I combustibili fossili hanno conseguenze troppo gravi sulla salute. Lo dicono gli studiosi delle università di Harvard, Birmingham, Leicester e della Ucl.
Nel 2018 circa 8,7 milioni di persone sono morte a causa dell’esposizione all’inquinamento atmosferico dovuto ai combustibili fossili. Altissima la percentuale sul totale dei decessi avvenuti nel corso dell’anno: tra il 18 e il 21,5 per cento, circa uno su cinque. Sono i risultati a cui è giunto un team di ricerca guidato dall’università di Harvard, in collaborazione con la Ucl, l’università di Birmingham e l’università di Leicester. Il loro articolo, pubblicato da Environmental research, arriva a una stima totale più che raddoppiata rispetto a quella – già allarmante – di 4,2 milioni di morti nel mondo, proposta nel 2019 dalla rivista medica The Lancet.
"Air pollution caused by the burning of fossil fuels such as coal and oil was responsible for 8.7m deaths globally in 2018, a staggering one in five of all people who died that year"https://t.co/EkeLkCixx9
L’inquinamento atmosferico fa più vittime di sigarette e malaria
Le ricerche precedenti avevano calcolato le concentrazioni di Pm2,5 sulla base di osservazioni satellitari e in superficie. Ma così facendo non potevano distinguere le polveri sottili provocate dalla combustione di carbone e petrolio da quelle dovute ad altri fenomeni, come i fumi degli incendi. Questo studio si differenzia perché sfrutta il modello in 3D Geos-Chem, sviluppato dall’università di Harvard, che permette di suddividere il Pianeta in riquadri di una dimensione minima di 50 per 60 chilometri, controllando i livelli di inquinamento atmosferico di ciascuno di essi. I ricercatori hanno inserito nel sistema anche le emissioni dovute all’industria, al traffico aereo, ai trasporti via terra e ad altre attività antropiche, parametrandole sulle caratteristiche atmosferiche. Infine hanno sviluppato un modello che mette in relazione le concentrazioni di particolato atmosferico con le conseguenze sanitarie.

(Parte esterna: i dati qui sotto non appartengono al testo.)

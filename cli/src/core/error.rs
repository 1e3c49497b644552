//! # Lattice CLI Error Types
//!
//! File: cli/src/core/error.rs
//! Author: Lattice Core Team
//! Repository: https://github.com/lattice-framework/lattice-cli
//!
//! ## Overview
//!
//! This module defines the error types and error handling mechanisms used
//! throughout the Lattice CLI. It provides a consistent approach to error
//! management with detailed error information and context.
//!
//! ## Architecture
//!
//! The error system consists of three components:
//! - `LatticeError`: A custom error enum using `thiserror` for the error
//!   taxonomy (validation, external operation, user abort, interrupt)
//! - `Result<T>`: A type alias for `anyhow::Result<T>` for flexible
//!   propagation with `.context(...)` at call sites
//! - `exit_code`: The single mapping from the taxonomy to process exit codes
//!
//! ## Exit Code Convention
//!
//! Every run terminates with one of:
//! - `0` — success, or a clean user decline of a confirmation prompt
//! - `1` — validation error (missing required parameters, reported as one
//!   consolidated message before any side effect)
//! - `2` — external operation error (network, subprocess, filesystem,
//!   database) that aborted the remaining pipeline
//! - `130` — operator interrupt delivered during a supervised subprocess
//!
use thiserror::Error;

/// Custom error type for the Lattice CLI.
#[derive(Error, Debug)]
pub enum LatticeError {
    /// Required parameters absent. Carries *every* missing field name so the
    /// user sees one consolidated message instead of failing field-by-field.
    #[error("Missing required parameters: {}", .0.join(", "))]
    MissingParams(Vec<String>),

    #[error("Configuration error: {0}")]
    Config(String),

    #[error("Filesystem error: {0}")]
    FileSystem(String),

    #[error("Database operation failed: {source}")]
    Database {
        #[from]
        source: mongodb::error::Error,
    },

    #[error("Download failed: {source}")]
    Http {
        #[from]
        source: reqwest::Error,
    },

    #[error("Template rendering error: {source}")]
    Template {
        #[from]
        source: tera::Error,
    },

    #[error("External command failed: {cmd}, Status: {status}")]
    ExternalCommand { cmd: String, status: String },

    /// The user declined a confirmation prompt. A clean, intentional exit.
    #[error("Aborted by user.")]
    Aborted,

    /// An operator interrupt (Ctrl-C) terminated a supervised subprocess.
    #[error("Interrupted.")]
    Interrupted,
}

/// Type alias for Result using anyhow::Error for broad compatibility.
/// Anyhow allows for easy context addition and flexible error handling.
pub type Result<T> = anyhow::Result<T>;

/// Maps an error chain to the process exit code convention above.
///
/// Walks the `anyhow` chain looking for a `LatticeError`; anything that is
/// not part of the taxonomy (I/O errors wrapped only in context, driver
/// errors surfaced directly) counts as an external operation failure.
pub fn exit_code(err: &anyhow::Error) -> i32 {
    for cause in err.chain() {
        if let Some(lattice_err) = cause.downcast_ref::<LatticeError>() {
            return match lattice_err {
                LatticeError::MissingParams(_) => 1,
                LatticeError::Aborted => 0,
                LatticeError::Interrupted => 130,
                _ => 2,
            };
        }
    }
    2
}

// --- Unit Tests ---
#[cfg(test)]
mod tests {
    use super::*;
    use anyhow::{anyhow, Context};

    #[test]
    fn test_error_display() {
        let missing = LatticeError::MissingParams(vec!["from".into(), "to".into()]);
        assert_eq!(missing.to_string(), "Missing required parameters: from, to");

        let config_err = LatticeError::Config("env document has no PORT".to_string());
        assert_eq!(
            config_err.to_string(),
            "Configuration error: env document has no PORT"
        );

        let cmd_err = LatticeError::ExternalCommand {
            cmd: "npm install".into(),
            status: "exit code 1".into(),
        };
        assert_eq!(
            cmd_err.to_string(),
            "External command failed: npm install, Status: exit code 1"
        );
    }

    #[test]
    fn test_exit_code_mapping() {
        let validation = anyhow!(LatticeError::MissingParams(vec!["db".into()]));
        assert_eq!(exit_code(&validation), 1);

        let aborted = anyhow!(LatticeError::Aborted);
        assert_eq!(exit_code(&aborted), 0);

        let interrupted = anyhow!(LatticeError::Interrupted);
        assert_eq!(exit_code(&interrupted), 130);

        let external = anyhow!(LatticeError::FileSystem("scratch unavailable".into()));
        assert_eq!(exit_code(&external), 2);

        // Errors with no taxonomy variant in the chain count as external.
        let plain = anyhow!("socket closed unexpectedly");
        assert_eq!(exit_code(&plain), 2);
    }

    #[test]
    fn test_exit_code_finds_variant_behind_context() {
        let err = anyhow!(LatticeError::MissingParams(vec!["path".into()]))
            .context("backup parameter validation failed");
        assert_eq!(exit_code(&err), 1);
    }
}
//! # Lattice CLI Backup Command
//!
//! File: cli/src/commands/backup.rs
//! Author: Lattice Core Team
//! Repository: https://github.com/lattice-framework/lattice-cli
//!
//! ## Overview
//!
//! This module implements `lattice backup`, a single transfer-adapter
//! export: dump a database's collections to per-collection files under a
//! target directory, optionally packed into one archive.
//!
//! ## Examples
//!
//! ```bash
//! # Dump every collection to ./backups/<dbname>/
//! lattice backup --db mongodb://localhost:27017/lattice --path ./backups
//!
//! # Dump two collections as JSON, packed into a single archive
//! lattice backup --db mongodb://localhost:27017/lattice --path ./backups \
//!     --type json --collections users,sessions --zip nightly.tar.gz
//! ```
//!
use crate::common::db::transfer::{self, DropPolicy, TransferSpec};
use crate::core::error::{LatticeError, Result};
use clap::Parser;
use std::path::PathBuf;
use tracing::info;

/// Arguments for `lattice backup`.
///
/// `--db` and `--path` are required, but declared optional here so the
/// handler can report every missing field in one consolidated message.
#[derive(Parser, Debug)]
pub struct BackupArgs {
    /// Connection string of the database to export.
    #[arg(long)]
    db: Option<String>,

    /// Directory to write the dump into.
    #[arg(long)]
    path: Option<PathBuf>,

    /// Pack the dump into a single named archive instead of a directory
    /// tree. A bare `--zip` uses the default archive name.
    #[arg(long, num_args = 0..=1, default_missing_value = "backup.tar.gz", value_name = "NAME")]
    zip: Option<String>,

    /// Dump format: bson (default) or json.
    #[arg(long = "type", value_name = "FORMAT")]
    format: Option<String>,

    /// Collections to export (comma and/or space separated). Omit for all.
    #[arg(long)]
    collections: Option<String>,
}

/// Handler for `lattice backup`: validates parameters, then runs one
/// transfer-adapter export.
pub async fn handle_backup(args: BackupArgs) -> Result<()> {
    let mut missing = Vec::new();
    if args.db.is_none() {
        missing.push("db".to_string());
    }
    if args.path.is_none() {
        missing.push("path".to_string());
    }
    if !missing.is_empty() {
        anyhow::bail!(LatticeError::MissingParams(missing));
    }

    let format = args
        .format
        .as_deref()
        .map(str::parse)
        .transpose()?
        .unwrap_or_default();

    let spec = TransferSpec {
        connection_uri: args.db.unwrap_or_default(),
        root_path: args.path.unwrap_or_default(),
        collection_filter: args
            .collections
            .as_deref()
            .map(transfer::parse_collection_filter),
        drop_policy: DropPolicy::None,
        archive_name: args.zip,
        format,
    };

    info!("Starting backup of '{}'", spec.connection_uri);
    let output = transfer::export(&spec).await?;
    println!("✅ Backup complete: {}", output.display());
    Ok(())
}
//! # Lattice CLI Filesystem I/O Operations
//!
//! File: cli/src/common/fs/io.rs
//! Author: Lattice Core Team
//! Repository: https://github.com/lattice-framework/lattice-cli
//!
//! ## Overview
//!
//! Basic filesystem helpers used across the commands: ensuring directories
//! exist, and the "visible emptiness" check the installer runs before it
//! touches the network or mutates anything.
//!
use crate::core::error::{LatticeError, Result};
use anyhow::Context;
use std::fs;
use std::path::Path;
use tracing::{debug, info};

/// Ensures that a directory exists at the specified path.
///
/// If the path does not exist, this function attempts to create the
/// directory, including any necessary parent directories (similar to
/// `mkdir -p`). If the path already exists but is not a directory (e.g.,
/// it's a file), an error (`LatticeError::FileSystem`) is returned.
///
/// # Errors
///
/// Returns an `Err` if:
/// - The path exists but is not a directory.
/// - Creating the directory fails (e.g., due to permissions).
pub fn ensure_dir_exists(path: &Path) -> Result<()> {
    if !path.exists() {
        fs::create_dir_all(path)
            .with_context(|| format!("Failed to create directory {:?}", path))?;
        info!("Created directory: {:?}", path);
    } else if !path.is_dir() {
        anyhow::bail!(LatticeError::FileSystem(format!(
            "Path exists but is not a directory: {:?}",
            path
        )));
    } else {
        debug!("Directory already exists: {:?}", path);
    }
    Ok(())
}

/// Reports whether a directory contains any *visible* entries.
///
/// An entry is visible unless its file name starts with `.`; dotfiles
/// (shell history, editor droppings) do not count against the installer's
/// empty-directory precondition.
///
/// # Errors
///
/// Returns an `Err` if the directory cannot be read.
pub fn dir_has_visible_entries(path: &Path) -> Result<bool> {
    let entries = fs::read_dir(path)
        .with_context(|| format!("Failed to read directory {:?}", path))?;
    for entry in entries {
        let entry = entry.with_context(|| format!("Failed to read entry in {:?}", path))?;
        let name = entry.file_name();
        if !name.to_string_lossy().starts_with('.') {
            return Ok(true);
        }
    }
    Ok(false)
}

// --- Unit Tests ---
#[cfg(test)]
mod tests {
    use super::*;
    use tempfile::tempdir;

    #[test]
    fn test_ensure_dir_exists_creates_nested() -> Result<()> {
        let dir = tempdir()?;
        let nested = dir.path().join("a").join("b");
        ensure_dir_exists(&nested)?;
        assert!(nested.is_dir());
        // Idempotent on an existing directory.
        ensure_dir_exists(&nested)?;
        Ok(())
    }

    #[test]
    fn test_ensure_dir_exists_rejects_file() -> Result<()> {
        let dir = tempdir()?;
        let file = dir.path().join("plain.txt");
        fs::write(&file, "x")?;
        assert!(ensure_dir_exists(&file).is_err());
        Ok(())
    }

    #[test]
    fn test_dir_has_visible_entries() -> Result<()> {
        let dir = tempdir()?;
        assert!(!dir_has_visible_entries(dir.path())?);

        // Dotfiles are invisible to the check.
        fs::write(dir.path().join(".gitignore"), "target")?;
        assert!(!dir_has_visible_entries(dir.path())?);

        fs::write(dir.path().join("README.md"), "hello")?;
        assert!(dir_has_visible_entries(dir.path())?);
        Ok(())
    }
}
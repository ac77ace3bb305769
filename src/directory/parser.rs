use std::io::Read;

use csv::ReaderBuilder;
use tracing::debug;

use super::{DirectoryEntry, DirectoryError};

/// Column labels treated as the entry title rather than as a field value.
const TITLE_LABELS: &[&str] = &["titel", "name"];

/// Reads directory entries from a CSV export whose header row carries the
/// organisation's field labels.
pub fn read_entries<R: Read>(reader: R) -> Result<Vec<DirectoryEntry>, DirectoryError> {
    let mut csv_reader = ReaderBuilder::new()
        .trim(csv::Trim::All)
        .from_reader(reader);

    let headers = csv_reader
        .headers()
        .map_err(|err| DirectoryError::Read(err.to_string()))?
        .clone();

    let mut entries = Vec::new();

    for record in csv_reader.records() {
        let record = record.map_err(|err| DirectoryError::Read(err.to_string()))?;
        let mut entry = DirectoryEntry::default();

        for (label, value) in headers.iter().zip(record.iter()) {
            if TITLE_LABELS.contains(&label.to_lowercase().as_str()) {
                entry.title = value.to_string();
            } else {
                entry.values.insert(label.to_string(), value.to_string());
            }
        }

        entries.push(entry);
    }

    debug!(entries = entries.len(), "read directory export");

    Ok(entries)
}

Il bilancio finale sono gli 8,7 milioni di decessi all’anno, più di quelli dovuti al fumo di sigaretta e alla malaria messi assieme. “Inizialmente eravamo molto titubanti quando abbiamo ottenuto questi risultati perché lasciano senza parole, ma stiamo scoprendo sempre di più sull’impatto di quest’inquinamento atmosferico”, spiega Eloise Marais, professoressa alla Ucl e co-autrice della ricerca. “È onnipresente. Più andiamo alla ricerca dei suoi impatti, più ne troviamo”. Secondo un’altra analisi citata dal Guardian, se azzerassimo le emissioni dovute ai combustibili fossili l’aspettativa di vita aumenterebbe, in media, di oltre un anno.
I combustibili fossili sono una minaccia troppo grave per la salute
Lo studio si focalizza sul Pm2,5, le polveri sottili di diametro talmente piccolo da raggiungere anche gli alveoli polmonari ed entrare nella circolazione sanguigna. “Il nostro studio si aggiunge alle crescenti evidenze scientifiche sul fatto che l’inquinamento atmosferico derivante dalla continua dipendenza dai combustibili fossili è dannoso per la salute globale. Non possiamo in buona coscienza continuare a fare affidamento sui combustibili fossili, quando sappiamo che ci sono effetti così gravi sulla salute e alternative praticabili e più pulite”, commenta Eloise Marais.
Non è un caso se i paesi che ricavano più energia dai combustibili fossili siano anche quelli che pagano le conseguenze più drammatiche in termini di salute. I tassi di mortalità risultano infatti più bassi in Sudamerica e Africa, salgono fino a un decesso su dieci in Europa e negli Stati Uniti e arrivano fino a un’impressionante percentuale di uno su tre nella parte orientale dell’Asia, Cina compresa.